[[ RECORDS SHOWN, beginning ]]
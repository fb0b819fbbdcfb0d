use fltk::{
    button::{Button, CheckButton},
    dialog,
    enums::{Align, CallbackTrigger, Color},
    frame::Frame,
    input::{Input, SecretInput},
    prelude::*,
    window::Window,
};
use std::cell::RefCell;
use std::path::{Path, PathBuf};
use std::rc::Rc;

use crate::app::domain::settings::{AppSettings, SettingsChange};

/// Show the settings form. Every edit is saved to `path` as it happens;
/// the settings as last saved are returned when the window closes.
pub fn show_settings_dialog(current_settings: &AppSettings, path: &Path) -> AppSettings {
    let mut dialog = Window::default()
        .with_size(380, 300)
        .with_label("QuickShare Note Settings")
        .center_screen();
    dialog.make_modal(true);

    let settings = Rc::new(RefCell::new(current_settings.clone()));
    let path: Rc<PathBuf> = Rc::new(path.to_path_buf());

    // GitHub token
    Frame::default()
        .with_pos(15, 15)
        .with_size(350, 25)
        .with_label("GitHub token")
        .with_align(Align::Left | Align::Inside);
    let mut token_input = SecretInput::default().with_pos(30, 40).with_size(330, 25);
    token_input.set_value(&current_settings.github_token);
    token_input.set_trigger(CallbackTrigger::Changed);
    let mut token_hint = Frame::default().with_pos(30, 65).with_size(330, 20);
    token_hint.set_label("Needs the gist scope");
    hint_style(&mut token_hint);

    // Imgur client ID
    Frame::default()
        .with_pos(15, 95)
        .with_size(350, 25)
        .with_label("Imgur client ID")
        .with_align(Align::Left | Align::Inside);
    let mut client_input = Input::default().with_pos(30, 120).with_size(330, 25);
    client_input.set_value(&current_settings.imgur_client_id);
    client_input.set_trigger(CallbackTrigger::Changed);
    let mut client_hint = Frame::default().with_pos(30, 145).with_size(330, 20);
    client_hint.set_label("Used for uploading embedded images");
    hint_style(&mut client_hint);

    // Show frontmatter
    let mut check_frontmatter = CheckButton::default()
        .with_pos(30, 180)
        .with_size(330, 25)
        .with_label("Show frontmatter in published note");
    check_frontmatter.set_value(current_settings.show_frontmatter);

    let mut info_frame = Frame::default().with_pos(30, 210).with_size(330, 35);
    info_frame.set_label("Changes are saved immediately.");
    hint_style(&mut info_frame);

    let mut close_btn = Button::default()
        .with_pos(270, 255)
        .with_size(90, 30)
        .with_label("Close");

    dialog.end();
    dialog.show();

    let (s, p) = (settings.clone(), path.clone());
    token_input.set_callback(move |input| {
        persist(&s, &p, SettingsChange::GithubToken(input.value()));
    });

    let (s, p) = (settings.clone(), path.clone());
    client_input.set_callback(move |input| {
        persist(&s, &p, SettingsChange::ImgurClientId(input.value()));
    });

    let (s, p) = (settings.clone(), path.clone());
    check_frontmatter.set_callback(move |check| {
        persist(&s, &p, SettingsChange::ShowFrontmatter(check.value()));
    });

    let dialog_close = dialog.clone();
    close_btn.set_callback(move |_| {
        dialog_close.clone().hide();
    });

    super::run_dialog(&dialog);

    settings.borrow().clone()
}

fn persist(settings: &RefCell<AppSettings>, path: &Path, change: SettingsChange) {
    if let Err(e) = settings.borrow_mut().apply_and_save(change, path) {
        dialog::alert_default(&format!("Failed to save settings: {}", e));
    }
}

fn hint_style(frame: &mut Frame) {
    frame.set_label_size(11);
    frame.set_label_color(Color::from_rgb(100, 100, 100));
    frame.set_align(Align::Left | Align::Inside | Align::Wrap);
}
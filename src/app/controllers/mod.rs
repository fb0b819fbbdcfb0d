//! Controllers layer - orchestration and coordination.
//!
//! Controllers tie domain models and services together:
//! - Publishing a note end to end

pub mod publish;
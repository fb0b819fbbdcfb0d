use std::io::Write;
use std::process::{Command, Stdio};

use crate::app::infrastructure::error::{AppError, Result};

pub trait Clipboard {
    fn copy(&self, text: &str) -> Result<()>;
}

/// Clipboard backed by the platform's command-line tools.
#[derive(Debug, Default, Clone, Copy)]
pub struct SystemClipboard;

impl Clipboard for SystemClipboard {
    fn copy(&self, text: &str) -> Result<()> {
        let mut last_err = None;

        for &(program, args) in CLIPBOARD_COMMANDS {
            match pipe_into(program, args, text) {
                Ok(()) => {
                    tracing::debug!(program, "copied to clipboard");
                    return Ok(());
                }
                Err(e) => {
                    tracing::debug!(program, error = %e, "clipboard command failed");
                    last_err = Some(e);
                }
            }
        }

        Err(last_err.unwrap_or_else(|| {
            AppError::Io(std::io::Error::new(
                std::io::ErrorKind::Unsupported,
                "no clipboard command available on this platform",
            ))
        }))
    }
}

/// Candidate clipboard commands, most specific first.
#[cfg(target_os = "windows")]
const CLIPBOARD_COMMANDS: &[(&str, &[&str])] = &[("clip", &[])];

#[cfg(target_os = "macos")]
const CLIPBOARD_COMMANDS: &[(&str, &[&str])] = &[("pbcopy", &[])];

// Wayland first, then X11 tools
#[cfg(not(any(target_os = "windows", target_os = "macos")))]
const CLIPBOARD_COMMANDS: &[(&str, &[&str])] = &[
    ("wl-copy", &[]),
    ("xclip", &["-selection", "clipboard"]),
    ("xsel", &["--clipboard", "--input"]),
];

fn pipe_into(program: &str, args: &[&str], text: &str) -> Result<()> {
    let mut child = Command::new(program)
        .args(args)
        .stdin(Stdio::piped())
        .stdout(Stdio::null())
        .stderr(Stdio::null())
        .spawn()?;

    if let Some(mut stdin) = child.stdin.take() {
        stdin.write_all(text.as_bytes())?;
    }

    let status = child.wait()?;
    if status.success() {
        Ok(())
    } else {
        Err(AppError::Io(std::io::Error::other(format!(
            "{} exited with {}",
            program, status
        ))))
    }
}

/// Open `url` in the default browser.
pub fn open_in_browser(url: &str) -> Result<()> {
    open::that(url)?;
    Ok(())
}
[[ RECORDS SHOWN, end ]]
» WHAT TO WORK ON: Read the entries and show each line that mentions "SecretInput".

» ANSWER BOX:
    input::{Input, SecretInput},
    let mut token_input = SecretInput::default().with_pos(30, 40).with_size(330, 25);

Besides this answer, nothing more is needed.